▸ **Required action**
Reproduce the first line of the entries that follow and each later line, word for word, ending with the one containing "kept as written.".
======== Source records ========
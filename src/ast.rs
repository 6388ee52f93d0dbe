//! The syntax tree produced by [`parse()`](crate::parse).
//!
//! Type references are stored exactly as written. Resolving them, and checking for duplicate
//! names or field numbers, is left to consumers of the tree.

use std::fmt;

use indexmap::IndexMap;

/// The smallest field number that may be declared.
pub const FIELD_NUMBER_MIN: i32 = 1;
/// The largest field number that may be declared.
pub const FIELD_NUMBER_MAX: i32 = 536_870_911;

/// A parsed schema source file.
#[derive(Clone, Debug, Default, PartialEq)]
pub struct Schema {
    /// The package name, if declared.
    pub package: Option<String>,
    /// Imported files, in declaration order.
    pub imports: Vec<Import>,
    /// File-level options.
    pub options: Options,
    /// Top-level messages and `extend` blocks, in declaration order.
    pub messages: Vec<Message>,
    /// Top-level enums, in declaration order.
    pub enums: Vec<Enum>,
    /// Services, in declaration order.
    pub services: Vec<Service>,
}

/// An `import` statement.
#[derive(Clone, Debug, PartialEq, Eq)]
pub struct Import {
    /// The imported path, exactly as written between the quotes.
    pub path: String,
    /// Whether the import was declared with the `public` modifier.
    pub public: bool,
}

/// The value assigned to an option.
#[derive(Clone, Debug, PartialEq)]
pub enum OptionValue {
    /// A quoted string. Escape sequences are kept as written.
    String(String),
    /// An integer literal.
    Int(Int),
    /// A floating point literal.
    Float(f64),
    /// `true` or `false`.
    Bool(bool),
    /// A bare identifier such as an enum value name, resolved later.
    Ident(String),
}

/// An integer option value.
///
/// Option values may use the full range of both `int64` and `uint64`, so the sign is stored
/// separately from the magnitude.
#[derive(Clone, Copy, Debug, PartialEq, Eq)]
pub struct Int {
    /// Whether the literal was preceded by `-`.
    pub negative: bool,
    /// The magnitude of the literal.
    pub value: u64,
}

impl Int {
    /// Converts this value to an `i64`, if it is in range.
    pub fn as_i64(&self) -> Option<i64> {
        if self.negative {
            if self.value == i64::MIN.unsigned_abs() {
                Some(i64::MIN)
            } else {
                i64::try_from(self.value).ok().map(|value| -value)
            }
        } else {
            i64::try_from(self.value).ok()
        }
    }
}

impl fmt::Display for Int {
    fn fmt(&self, f: &mut fmt::Formatter<'_>) -> fmt::Result {
        if self.negative {
            write!(f, "-{}", self.value)
        } else {
            write!(f, "{}", self.value)
        }
    }
}

/// A mapping from option names to values.
///
/// Names of custom options keep their parentheses, e.g. `(foo.bar).baz`. Assigning an option that
/// is already present replaces its value without changing its position.
#[derive(Clone, Debug, Default, PartialEq)]
pub struct Options {
    entries: IndexMap<String, OptionValue>,
}

impl Options {
    /// Sets the value of an option, returning the previous value if there was one.
    pub fn insert(&mut self, name: impl Into<String>, value: OptionValue) -> Option<OptionValue> {
        self.entries.insert(name.into(), value)
    }

    /// Gets the value of an option.
    pub fn get(&self, name: &str) -> Option<&OptionValue> {
        self.entries.get(name)
    }

    /// Returns `true` if an option with the given name is set.
    pub fn contains(&self, name: &str) -> bool {
        self.entries.contains_key(name)
    }

    /// Iterates over the options in declaration order.
    pub fn iter(&self) -> impl Iterator<Item = (&str, &OptionValue)> {
        self.entries.iter().map(|(key, value)| (key.as_str(), value))
    }

    /// The number of distinct options.
    pub fn len(&self) -> usize {
        self.entries.len()
    }

    /// Returns `true` if no options are set.
    pub fn is_empty(&self) -> bool {
        self.entries.is_empty()
    }
}

impl<K: Into<String>> FromIterator<(K, OptionValue)> for Options {
    fn from_iter<I: IntoIterator<Item = (K, OptionValue)>>(iter: I) -> Self {
        let mut options = Options::default();
        for (name, value) in iter {
            options.insert(name, value);
        }
        options
    }
}

/// What a [`Message`] node was declared as.
#[derive(Clone, Copy, Debug, PartialEq, Eq)]
pub enum MessageKind {
    /// A `message` declaration.
    Message,
    /// A legacy `group` field's body.
    Group,
    /// An `extend` block. The message name holds the extended type reference.
    Extend,
}

/// A message, group body or `extend` block.
#[derive(Clone, Debug, PartialEq)]
pub struct Message {
    /// The message name. For `extend` blocks this is the extended type reference.
    pub name: String,
    /// How the message was declared.
    pub kind: MessageKind,
    /// Fields in declaration order.
    pub fields: Vec<Field>,
    /// Nested enums in declaration order.
    pub enums: Vec<Enum>,
    /// Nested messages, group bodies and `extend` blocks in declaration order.
    pub messages: Vec<Message>,
    /// Message options.
    pub options: Options,
    /// The declared extension range, if any. Both bounds are inclusive.
    pub extensions: Option<(i32, i32)>,
}

impl Message {
    pub(crate) fn new(name: impl Into<String>, kind: MessageKind) -> Self {
        Message {
            name: name.into(),
            kind,
            fields: Vec::new(),
            enums: Vec::new(),
            messages: Vec::new(),
            options: Options::default(),
            extensions: None,
        }
    }

    /// Returns `true` if this message is the body of a group field.
    pub fn is_group(&self) -> bool {
        self.kind == MessageKind::Group
    }

    /// For `extend` blocks, the type reference of the extended message.
    pub fn target_reference(&self) -> Option<&str> {
        match self.kind {
            MessageKind::Extend => Some(&self.name),
            MessageKind::Message | MessageKind::Group => None,
        }
    }
}

/// A field label.
#[derive(Clone, Copy, Debug, PartialEq, Eq, Hash)]
pub enum Rule {
    /// `required`
    Required,
    /// `optional`
    Optional,
    /// `repeated`
    Repeated,
}

impl Rule {
    pub(crate) fn from_keyword(s: &str) -> Option<Self> {
        match s {
            "required" => Some(Rule::Required),
            "optional" => Some(Rule::Optional),
            "repeated" => Some(Rule::Repeated),
            _ => None,
        }
    }

    /// The keyword this rule was declared with.
    pub fn as_str(&self) -> &'static str {
        match self {
            Rule::Required => "required",
            Rule::Optional => "optional",
            Rule::Repeated => "repeated",
        }
    }
}

impl fmt::Display for Rule {
    fn fmt(&self, f: &mut fmt::Formatter<'_>) -> fmt::Result {
        f.write_str(self.as_str())
    }
}

/// A message field or extension field.
#[derive(Clone, Debug, PartialEq)]
pub struct Field {
    /// The field label.
    pub rule: Rule,
    /// A scalar type keyword such as `int32`, or a type reference.
    pub ty: String,
    /// The field name. Group fields use the lower-cased group name.
    pub name: String,
    /// The field number.
    pub id: i32,
    /// Field options.
    pub options: Options,
    /// Whether this field was declared as a `group`. The group body is stored in the enclosing
    /// message's nested messages under the name given by `ty`.
    pub group: bool,
    /// For fields declared in an `extend` block, the extended type reference.
    pub extendee: Option<String>,
}

impl Field {
    /// Returns `true` if this field was declared in an `extend` block.
    pub fn is_extension(&self) -> bool {
        self.extendee.is_some()
    }
}

/// An enum declaration.
#[derive(Clone, Debug, Default, PartialEq)]
pub struct Enum {
    /// The enum name.
    pub name: String,
    /// Values in declaration order.
    pub values: Vec<EnumValue>,
    /// Enum options.
    pub options: Options,
}

/// A single enum value.
///
/// Options attached to a value are checked for syntax but not recorded.
#[derive(Clone, Debug, PartialEq, Eq)]
pub struct EnumValue {
    /// The value name.
    pub name: String,
    /// The value number, which may be negative.
    pub id: i32,
}

/// A service declaration.
#[derive(Clone, Debug, Default, PartialEq)]
pub struct Service {
    /// The service name.
    pub name: String,
    /// Service options.
    pub options: Options,
    /// Methods keyed by the keyword that introduced them, then by name, in declaration order.
    pub methods: IndexMap<String, IndexMap<String, Method>>,
}

impl Service {
    /// Gets a method by the keyword it was declared with and its name.
    pub fn method(&self, kind: &str, name: &str) -> Option<&Method> {
        self.methods.get(kind)?.get(name)
    }

    /// Iterates over the methods declared with the given keyword, such as `rpc`.
    pub fn methods_of_kind(&self, kind: &str) -> impl Iterator<Item = &Method> {
        self.methods
            .get(kind)
            .into_iter()
            .flat_map(|methods| methods.values())
    }

    /// Iterates over all methods, grouped by kind.
    pub fn all_methods(&self) -> impl Iterator<Item = &Method> {
        self.methods.values().flat_map(|methods| methods.values())
    }

    /// Adds a method, replacing any earlier method with the same kind and name in place.
    pub(crate) fn add_method(&mut self, method: Method) {
        self.methods
            .entry(method.kind.clone())
            .or_default()
            .insert(method.name.clone(), method);
    }
}

/// A service method.
#[derive(Clone, Debug, PartialEq)]
pub struct Method {
    /// The keyword that introduced the method. Currently always `rpc`.
    pub kind: String,
    /// The method name.
    pub name: String,
    /// The request type reference.
    pub request: String,
    /// The response type reference.
    pub response: String,
    /// Method options.
    pub options: Options,
}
========
▸ **Response area**
filename src/ast.rs
repository 6388ee52f93d0dbe
//! The syntax tree produced by [`parse()`](crate::parse).
//!
//! Type references are stored exactly as written. Resolving them, and checking for duplicate
//! names or field numbers, is left to consumers of the tree.

use std::fmt;

use indexmap::IndexMap;

/// The smallest field number that may be declared.
pub const FIELD_NUMBER_MIN: i32 = 1;
/// The largest field number that may be declared.
pub const FIELD_NUMBER_MAX: i32 = 536_870_911;

/// A parsed schema source file.
#[derive(Clone, Debug, Default, PartialEq)]
pub struct Schema {
    /// The package name, if declared.
    pub package: Option<String>,
    /// Imported files, in declaration order.
    pub imports: Vec<Import>,
    /// File-level options.
    pub options: Options,
    /// Top-level messages and `extend` blocks, in declaration order.
    pub messages: Vec<Message>,
    /// Top-level enums, in declaration order.
    pub enums: Vec<Enum>,
    /// Services, in declaration order.
    pub services: Vec<Service>,
}

/// An `import` statement.
#[derive(Clone, Debug, PartialEq, Eq)]
pub struct Import {
    /// The imported path, exactly as written between the quotes.
    pub path: String,
    /// Whether the import was declared with the `public` modifier.
    pub public: bool,
}

/// The value assigned to an option.
#[derive(Clone, Debug, PartialEq)]
pub enum OptionValue {
    /// A quoted string. Escape sequences are kept as written.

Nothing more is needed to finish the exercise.